- EXERCISE INSTRUCTIONS
Pull every line containing the word "factory" out of the material below.

START RECORDS FOR THE EXERCISE

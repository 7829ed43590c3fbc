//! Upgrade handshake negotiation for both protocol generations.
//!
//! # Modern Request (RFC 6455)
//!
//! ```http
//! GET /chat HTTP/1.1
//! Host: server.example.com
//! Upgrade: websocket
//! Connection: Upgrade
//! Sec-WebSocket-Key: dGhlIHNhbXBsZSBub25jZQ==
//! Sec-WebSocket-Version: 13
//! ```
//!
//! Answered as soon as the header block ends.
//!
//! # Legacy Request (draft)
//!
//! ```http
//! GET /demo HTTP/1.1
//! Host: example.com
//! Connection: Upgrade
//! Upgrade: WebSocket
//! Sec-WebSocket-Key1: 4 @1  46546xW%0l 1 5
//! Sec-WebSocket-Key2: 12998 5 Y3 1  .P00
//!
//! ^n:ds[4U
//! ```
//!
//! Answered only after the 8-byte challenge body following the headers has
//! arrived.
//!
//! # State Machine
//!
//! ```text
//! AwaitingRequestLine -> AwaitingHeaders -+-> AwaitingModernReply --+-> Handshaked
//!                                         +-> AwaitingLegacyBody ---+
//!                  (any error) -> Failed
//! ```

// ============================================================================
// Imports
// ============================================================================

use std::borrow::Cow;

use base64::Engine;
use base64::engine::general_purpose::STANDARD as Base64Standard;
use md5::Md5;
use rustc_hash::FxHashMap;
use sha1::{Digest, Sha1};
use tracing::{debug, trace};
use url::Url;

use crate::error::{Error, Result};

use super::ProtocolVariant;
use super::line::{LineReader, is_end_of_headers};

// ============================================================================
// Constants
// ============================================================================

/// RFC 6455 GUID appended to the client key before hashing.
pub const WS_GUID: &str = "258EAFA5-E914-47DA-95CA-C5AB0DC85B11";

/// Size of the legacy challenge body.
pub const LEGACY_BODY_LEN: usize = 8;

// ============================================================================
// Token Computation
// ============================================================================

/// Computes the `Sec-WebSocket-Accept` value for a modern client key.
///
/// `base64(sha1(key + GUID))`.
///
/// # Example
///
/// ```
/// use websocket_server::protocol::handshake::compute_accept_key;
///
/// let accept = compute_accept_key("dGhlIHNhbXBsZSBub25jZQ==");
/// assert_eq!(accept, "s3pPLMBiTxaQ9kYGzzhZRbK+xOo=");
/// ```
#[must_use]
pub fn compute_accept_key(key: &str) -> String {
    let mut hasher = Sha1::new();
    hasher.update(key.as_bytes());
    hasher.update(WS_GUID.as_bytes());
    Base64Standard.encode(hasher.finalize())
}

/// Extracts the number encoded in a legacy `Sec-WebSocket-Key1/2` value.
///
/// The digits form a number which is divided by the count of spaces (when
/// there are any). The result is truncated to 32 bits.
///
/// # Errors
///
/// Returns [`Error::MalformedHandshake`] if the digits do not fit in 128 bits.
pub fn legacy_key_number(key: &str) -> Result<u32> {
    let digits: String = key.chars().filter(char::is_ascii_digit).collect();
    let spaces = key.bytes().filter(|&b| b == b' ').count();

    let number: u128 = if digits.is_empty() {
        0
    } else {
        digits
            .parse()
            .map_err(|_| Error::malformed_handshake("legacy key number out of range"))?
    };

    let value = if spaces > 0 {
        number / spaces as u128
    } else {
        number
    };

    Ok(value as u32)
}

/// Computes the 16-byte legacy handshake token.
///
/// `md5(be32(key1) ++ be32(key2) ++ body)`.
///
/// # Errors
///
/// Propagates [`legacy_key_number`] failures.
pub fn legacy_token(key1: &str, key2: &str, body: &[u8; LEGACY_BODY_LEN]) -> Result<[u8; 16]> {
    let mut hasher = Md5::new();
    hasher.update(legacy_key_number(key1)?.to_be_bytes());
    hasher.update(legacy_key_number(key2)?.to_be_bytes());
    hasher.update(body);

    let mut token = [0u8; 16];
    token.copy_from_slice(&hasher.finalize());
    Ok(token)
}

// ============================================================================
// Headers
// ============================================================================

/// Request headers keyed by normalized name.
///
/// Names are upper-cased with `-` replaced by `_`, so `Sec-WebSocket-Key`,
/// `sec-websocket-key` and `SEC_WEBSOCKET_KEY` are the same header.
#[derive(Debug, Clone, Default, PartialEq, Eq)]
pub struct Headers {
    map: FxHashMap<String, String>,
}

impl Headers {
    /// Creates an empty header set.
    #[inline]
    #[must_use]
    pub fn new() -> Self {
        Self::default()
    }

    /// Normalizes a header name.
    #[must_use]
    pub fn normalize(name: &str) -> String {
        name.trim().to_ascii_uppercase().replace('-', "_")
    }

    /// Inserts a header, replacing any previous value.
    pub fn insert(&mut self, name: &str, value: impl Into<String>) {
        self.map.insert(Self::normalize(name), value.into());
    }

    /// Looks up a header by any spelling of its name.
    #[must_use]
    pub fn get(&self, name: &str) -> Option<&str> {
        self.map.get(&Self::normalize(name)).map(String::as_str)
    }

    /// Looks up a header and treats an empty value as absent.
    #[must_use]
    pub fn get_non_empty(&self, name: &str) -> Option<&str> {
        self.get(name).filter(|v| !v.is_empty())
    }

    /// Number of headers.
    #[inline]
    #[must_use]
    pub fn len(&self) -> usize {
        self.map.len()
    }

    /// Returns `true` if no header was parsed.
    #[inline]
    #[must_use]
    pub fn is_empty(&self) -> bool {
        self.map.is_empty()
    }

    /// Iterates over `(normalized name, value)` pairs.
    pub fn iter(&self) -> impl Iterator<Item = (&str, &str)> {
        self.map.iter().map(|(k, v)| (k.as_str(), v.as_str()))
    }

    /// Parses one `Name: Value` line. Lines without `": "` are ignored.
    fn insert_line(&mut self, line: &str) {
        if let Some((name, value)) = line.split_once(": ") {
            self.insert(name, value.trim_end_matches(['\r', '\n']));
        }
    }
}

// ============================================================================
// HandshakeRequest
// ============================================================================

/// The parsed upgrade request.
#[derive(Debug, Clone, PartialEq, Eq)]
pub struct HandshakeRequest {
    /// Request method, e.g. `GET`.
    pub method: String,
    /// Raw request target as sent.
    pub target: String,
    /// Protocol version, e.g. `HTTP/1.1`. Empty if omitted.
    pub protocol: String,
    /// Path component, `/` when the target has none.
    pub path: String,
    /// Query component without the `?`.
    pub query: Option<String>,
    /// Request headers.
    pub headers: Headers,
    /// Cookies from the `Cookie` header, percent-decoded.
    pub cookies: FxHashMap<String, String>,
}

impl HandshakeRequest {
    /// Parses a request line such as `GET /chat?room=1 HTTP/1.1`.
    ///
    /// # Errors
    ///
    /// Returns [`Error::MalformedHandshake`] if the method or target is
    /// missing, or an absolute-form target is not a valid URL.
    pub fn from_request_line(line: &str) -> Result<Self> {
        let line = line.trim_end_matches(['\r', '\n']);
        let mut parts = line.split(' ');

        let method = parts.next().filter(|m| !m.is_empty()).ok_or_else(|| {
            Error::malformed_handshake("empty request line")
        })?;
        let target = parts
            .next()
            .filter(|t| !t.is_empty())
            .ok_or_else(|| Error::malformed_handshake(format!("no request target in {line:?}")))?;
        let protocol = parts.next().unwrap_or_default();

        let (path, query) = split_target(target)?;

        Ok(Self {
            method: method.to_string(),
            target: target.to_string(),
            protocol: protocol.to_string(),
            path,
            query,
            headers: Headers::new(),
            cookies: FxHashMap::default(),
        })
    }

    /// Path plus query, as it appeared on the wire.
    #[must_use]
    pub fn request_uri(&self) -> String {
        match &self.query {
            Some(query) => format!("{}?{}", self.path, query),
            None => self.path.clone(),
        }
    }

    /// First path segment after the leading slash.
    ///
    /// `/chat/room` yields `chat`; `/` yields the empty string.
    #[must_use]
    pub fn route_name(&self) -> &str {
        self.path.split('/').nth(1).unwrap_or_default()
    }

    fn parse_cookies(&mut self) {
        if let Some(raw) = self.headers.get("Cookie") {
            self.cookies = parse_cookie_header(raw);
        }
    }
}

END RECORDS FOR THE EXERCISE
START RECORDS FOR THE EXERCISE

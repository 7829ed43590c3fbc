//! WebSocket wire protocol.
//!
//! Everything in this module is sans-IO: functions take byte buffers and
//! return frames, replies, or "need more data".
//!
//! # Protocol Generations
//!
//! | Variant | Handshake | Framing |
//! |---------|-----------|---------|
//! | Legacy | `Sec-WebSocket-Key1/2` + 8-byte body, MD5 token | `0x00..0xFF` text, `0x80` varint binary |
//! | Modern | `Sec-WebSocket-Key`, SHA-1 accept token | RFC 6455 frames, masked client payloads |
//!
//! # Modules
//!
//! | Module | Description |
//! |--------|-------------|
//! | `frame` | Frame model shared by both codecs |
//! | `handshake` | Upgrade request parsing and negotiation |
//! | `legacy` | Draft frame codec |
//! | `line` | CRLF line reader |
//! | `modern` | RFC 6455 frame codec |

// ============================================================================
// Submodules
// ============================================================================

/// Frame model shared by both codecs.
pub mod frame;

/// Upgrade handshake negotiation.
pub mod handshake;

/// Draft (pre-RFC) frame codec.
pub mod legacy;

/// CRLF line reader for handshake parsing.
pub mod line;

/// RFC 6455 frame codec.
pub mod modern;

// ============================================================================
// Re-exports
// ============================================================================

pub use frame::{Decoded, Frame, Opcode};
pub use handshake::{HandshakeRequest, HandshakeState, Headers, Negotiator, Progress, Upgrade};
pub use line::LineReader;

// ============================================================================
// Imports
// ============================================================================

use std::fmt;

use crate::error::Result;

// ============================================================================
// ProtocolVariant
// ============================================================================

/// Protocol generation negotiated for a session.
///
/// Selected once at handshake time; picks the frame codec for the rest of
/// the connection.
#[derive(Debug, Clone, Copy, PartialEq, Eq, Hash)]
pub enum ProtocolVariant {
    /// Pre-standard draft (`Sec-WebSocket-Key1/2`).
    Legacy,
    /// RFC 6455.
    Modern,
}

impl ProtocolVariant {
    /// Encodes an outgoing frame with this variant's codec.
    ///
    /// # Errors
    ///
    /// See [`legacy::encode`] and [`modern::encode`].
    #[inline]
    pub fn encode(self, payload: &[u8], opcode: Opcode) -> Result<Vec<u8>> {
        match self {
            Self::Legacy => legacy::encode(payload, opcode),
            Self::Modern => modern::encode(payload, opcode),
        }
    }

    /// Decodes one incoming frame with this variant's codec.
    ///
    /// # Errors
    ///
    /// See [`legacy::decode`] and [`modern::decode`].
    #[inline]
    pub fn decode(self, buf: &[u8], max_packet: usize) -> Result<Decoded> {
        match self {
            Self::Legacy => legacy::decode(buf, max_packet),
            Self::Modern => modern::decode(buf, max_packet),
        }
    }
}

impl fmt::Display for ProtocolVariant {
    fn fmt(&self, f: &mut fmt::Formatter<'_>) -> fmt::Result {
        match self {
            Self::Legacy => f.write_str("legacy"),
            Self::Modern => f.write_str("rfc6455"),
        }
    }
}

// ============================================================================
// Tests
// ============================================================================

END RECORDS FOR THE EXERCISE
START RECORDS FOR THE EXERCISE

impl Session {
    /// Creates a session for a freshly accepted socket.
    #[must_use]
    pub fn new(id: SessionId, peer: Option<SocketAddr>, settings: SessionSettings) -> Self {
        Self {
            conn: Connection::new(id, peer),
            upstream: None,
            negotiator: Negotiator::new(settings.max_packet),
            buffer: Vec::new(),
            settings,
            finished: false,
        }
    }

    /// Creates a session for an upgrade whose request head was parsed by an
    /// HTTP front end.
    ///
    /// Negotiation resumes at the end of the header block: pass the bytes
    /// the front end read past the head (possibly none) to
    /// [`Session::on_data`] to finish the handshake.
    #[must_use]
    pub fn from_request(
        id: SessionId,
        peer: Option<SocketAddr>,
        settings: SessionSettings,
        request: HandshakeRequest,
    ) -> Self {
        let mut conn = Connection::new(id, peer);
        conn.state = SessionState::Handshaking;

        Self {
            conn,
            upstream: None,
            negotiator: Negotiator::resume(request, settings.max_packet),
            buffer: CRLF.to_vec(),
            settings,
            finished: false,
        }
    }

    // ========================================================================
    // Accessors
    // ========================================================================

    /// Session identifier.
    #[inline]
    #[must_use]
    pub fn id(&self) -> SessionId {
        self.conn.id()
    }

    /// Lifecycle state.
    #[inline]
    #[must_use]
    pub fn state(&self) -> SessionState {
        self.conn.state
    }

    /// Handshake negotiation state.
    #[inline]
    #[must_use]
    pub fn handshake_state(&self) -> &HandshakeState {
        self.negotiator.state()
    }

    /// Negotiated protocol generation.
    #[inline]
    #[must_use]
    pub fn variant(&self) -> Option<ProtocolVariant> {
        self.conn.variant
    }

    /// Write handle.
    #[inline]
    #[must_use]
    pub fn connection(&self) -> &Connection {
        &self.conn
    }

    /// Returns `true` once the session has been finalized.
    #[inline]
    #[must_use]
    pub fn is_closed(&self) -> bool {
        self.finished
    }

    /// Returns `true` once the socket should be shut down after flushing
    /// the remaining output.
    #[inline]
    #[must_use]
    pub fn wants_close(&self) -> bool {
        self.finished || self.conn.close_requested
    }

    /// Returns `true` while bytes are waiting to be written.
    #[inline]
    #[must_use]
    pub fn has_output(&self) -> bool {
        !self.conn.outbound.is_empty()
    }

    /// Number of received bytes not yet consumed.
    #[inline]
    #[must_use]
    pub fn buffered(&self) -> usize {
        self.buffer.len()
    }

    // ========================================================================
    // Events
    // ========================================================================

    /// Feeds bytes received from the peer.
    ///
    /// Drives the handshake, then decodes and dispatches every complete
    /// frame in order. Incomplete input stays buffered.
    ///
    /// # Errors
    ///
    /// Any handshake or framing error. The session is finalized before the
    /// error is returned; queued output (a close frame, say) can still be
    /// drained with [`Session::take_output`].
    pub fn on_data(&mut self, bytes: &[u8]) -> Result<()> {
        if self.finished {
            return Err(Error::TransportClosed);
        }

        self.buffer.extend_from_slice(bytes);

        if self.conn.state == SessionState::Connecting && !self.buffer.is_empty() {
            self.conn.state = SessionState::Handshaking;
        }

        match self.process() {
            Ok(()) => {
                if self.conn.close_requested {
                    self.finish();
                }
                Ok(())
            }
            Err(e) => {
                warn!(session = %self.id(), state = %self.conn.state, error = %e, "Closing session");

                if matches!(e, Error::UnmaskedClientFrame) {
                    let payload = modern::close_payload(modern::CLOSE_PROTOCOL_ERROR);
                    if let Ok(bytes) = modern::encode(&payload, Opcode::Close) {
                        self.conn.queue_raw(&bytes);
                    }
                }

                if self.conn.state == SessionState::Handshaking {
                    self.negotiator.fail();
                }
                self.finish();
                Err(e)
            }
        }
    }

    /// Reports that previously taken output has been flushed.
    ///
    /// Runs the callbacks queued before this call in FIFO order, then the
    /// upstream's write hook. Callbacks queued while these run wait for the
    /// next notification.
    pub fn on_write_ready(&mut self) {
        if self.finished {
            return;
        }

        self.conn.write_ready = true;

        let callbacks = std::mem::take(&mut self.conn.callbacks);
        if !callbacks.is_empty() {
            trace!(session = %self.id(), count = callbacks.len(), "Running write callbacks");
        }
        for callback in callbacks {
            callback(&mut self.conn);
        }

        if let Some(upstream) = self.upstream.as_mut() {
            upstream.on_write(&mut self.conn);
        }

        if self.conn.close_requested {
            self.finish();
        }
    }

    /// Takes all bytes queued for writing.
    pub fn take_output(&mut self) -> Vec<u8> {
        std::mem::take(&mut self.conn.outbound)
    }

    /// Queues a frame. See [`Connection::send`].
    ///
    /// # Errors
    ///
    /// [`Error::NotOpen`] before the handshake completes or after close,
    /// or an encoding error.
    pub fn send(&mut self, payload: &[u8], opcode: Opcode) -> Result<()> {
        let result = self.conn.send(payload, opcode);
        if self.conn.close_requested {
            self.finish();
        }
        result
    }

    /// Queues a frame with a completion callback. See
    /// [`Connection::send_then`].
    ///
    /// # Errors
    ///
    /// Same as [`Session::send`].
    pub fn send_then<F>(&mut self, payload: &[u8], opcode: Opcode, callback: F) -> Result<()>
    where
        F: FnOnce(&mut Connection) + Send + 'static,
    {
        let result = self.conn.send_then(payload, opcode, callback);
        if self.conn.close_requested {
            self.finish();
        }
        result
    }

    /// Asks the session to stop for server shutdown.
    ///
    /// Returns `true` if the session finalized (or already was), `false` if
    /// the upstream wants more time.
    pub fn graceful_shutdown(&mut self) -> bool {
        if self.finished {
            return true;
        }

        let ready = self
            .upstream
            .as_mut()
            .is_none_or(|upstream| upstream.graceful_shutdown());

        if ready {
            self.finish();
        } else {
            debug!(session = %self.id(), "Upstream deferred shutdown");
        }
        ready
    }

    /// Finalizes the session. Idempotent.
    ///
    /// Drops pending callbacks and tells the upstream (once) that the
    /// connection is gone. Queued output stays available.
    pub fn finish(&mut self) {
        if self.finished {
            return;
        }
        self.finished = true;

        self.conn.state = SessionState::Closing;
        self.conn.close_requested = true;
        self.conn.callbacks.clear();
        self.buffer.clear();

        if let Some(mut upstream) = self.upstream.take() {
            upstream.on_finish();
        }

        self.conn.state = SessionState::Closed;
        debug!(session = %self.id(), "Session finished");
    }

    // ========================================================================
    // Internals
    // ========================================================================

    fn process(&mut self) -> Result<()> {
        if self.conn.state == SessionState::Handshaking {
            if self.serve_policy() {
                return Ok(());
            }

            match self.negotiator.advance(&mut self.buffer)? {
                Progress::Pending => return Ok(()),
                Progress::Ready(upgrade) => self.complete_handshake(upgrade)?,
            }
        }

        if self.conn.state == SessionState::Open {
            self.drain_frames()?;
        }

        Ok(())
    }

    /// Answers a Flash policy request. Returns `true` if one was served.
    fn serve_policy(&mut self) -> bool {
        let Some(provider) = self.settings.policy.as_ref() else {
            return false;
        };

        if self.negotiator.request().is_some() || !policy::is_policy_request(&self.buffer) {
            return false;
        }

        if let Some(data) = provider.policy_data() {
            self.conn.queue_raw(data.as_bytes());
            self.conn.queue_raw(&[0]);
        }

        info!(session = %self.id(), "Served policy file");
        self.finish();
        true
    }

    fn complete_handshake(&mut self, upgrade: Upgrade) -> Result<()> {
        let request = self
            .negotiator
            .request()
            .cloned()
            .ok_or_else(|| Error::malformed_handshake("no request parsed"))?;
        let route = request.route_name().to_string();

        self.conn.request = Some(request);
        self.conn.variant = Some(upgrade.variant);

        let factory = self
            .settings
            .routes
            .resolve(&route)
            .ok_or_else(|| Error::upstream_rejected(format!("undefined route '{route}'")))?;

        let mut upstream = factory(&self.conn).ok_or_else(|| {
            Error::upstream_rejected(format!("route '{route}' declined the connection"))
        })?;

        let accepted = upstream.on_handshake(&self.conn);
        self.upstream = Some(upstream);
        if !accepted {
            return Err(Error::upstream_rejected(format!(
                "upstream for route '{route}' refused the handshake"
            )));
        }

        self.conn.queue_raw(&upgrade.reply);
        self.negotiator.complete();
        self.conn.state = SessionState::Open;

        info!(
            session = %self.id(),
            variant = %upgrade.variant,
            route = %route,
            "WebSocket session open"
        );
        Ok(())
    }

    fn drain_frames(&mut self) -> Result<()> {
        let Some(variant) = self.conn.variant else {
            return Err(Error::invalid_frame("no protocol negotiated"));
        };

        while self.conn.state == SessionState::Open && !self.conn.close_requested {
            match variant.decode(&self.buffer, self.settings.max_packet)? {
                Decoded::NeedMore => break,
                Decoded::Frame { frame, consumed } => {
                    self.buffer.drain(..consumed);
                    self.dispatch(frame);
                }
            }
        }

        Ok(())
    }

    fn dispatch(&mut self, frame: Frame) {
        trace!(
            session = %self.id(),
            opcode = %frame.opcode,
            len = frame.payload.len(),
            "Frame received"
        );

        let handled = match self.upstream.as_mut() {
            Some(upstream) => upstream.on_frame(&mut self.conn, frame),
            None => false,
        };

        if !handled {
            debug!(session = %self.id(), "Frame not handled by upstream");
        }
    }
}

END RECORDS FOR THE EXERCISE

- RESULT OF THIS EXERCISE
        let factory = self
        let mut upstream = factory(&self.conn).ok_or_else(|| {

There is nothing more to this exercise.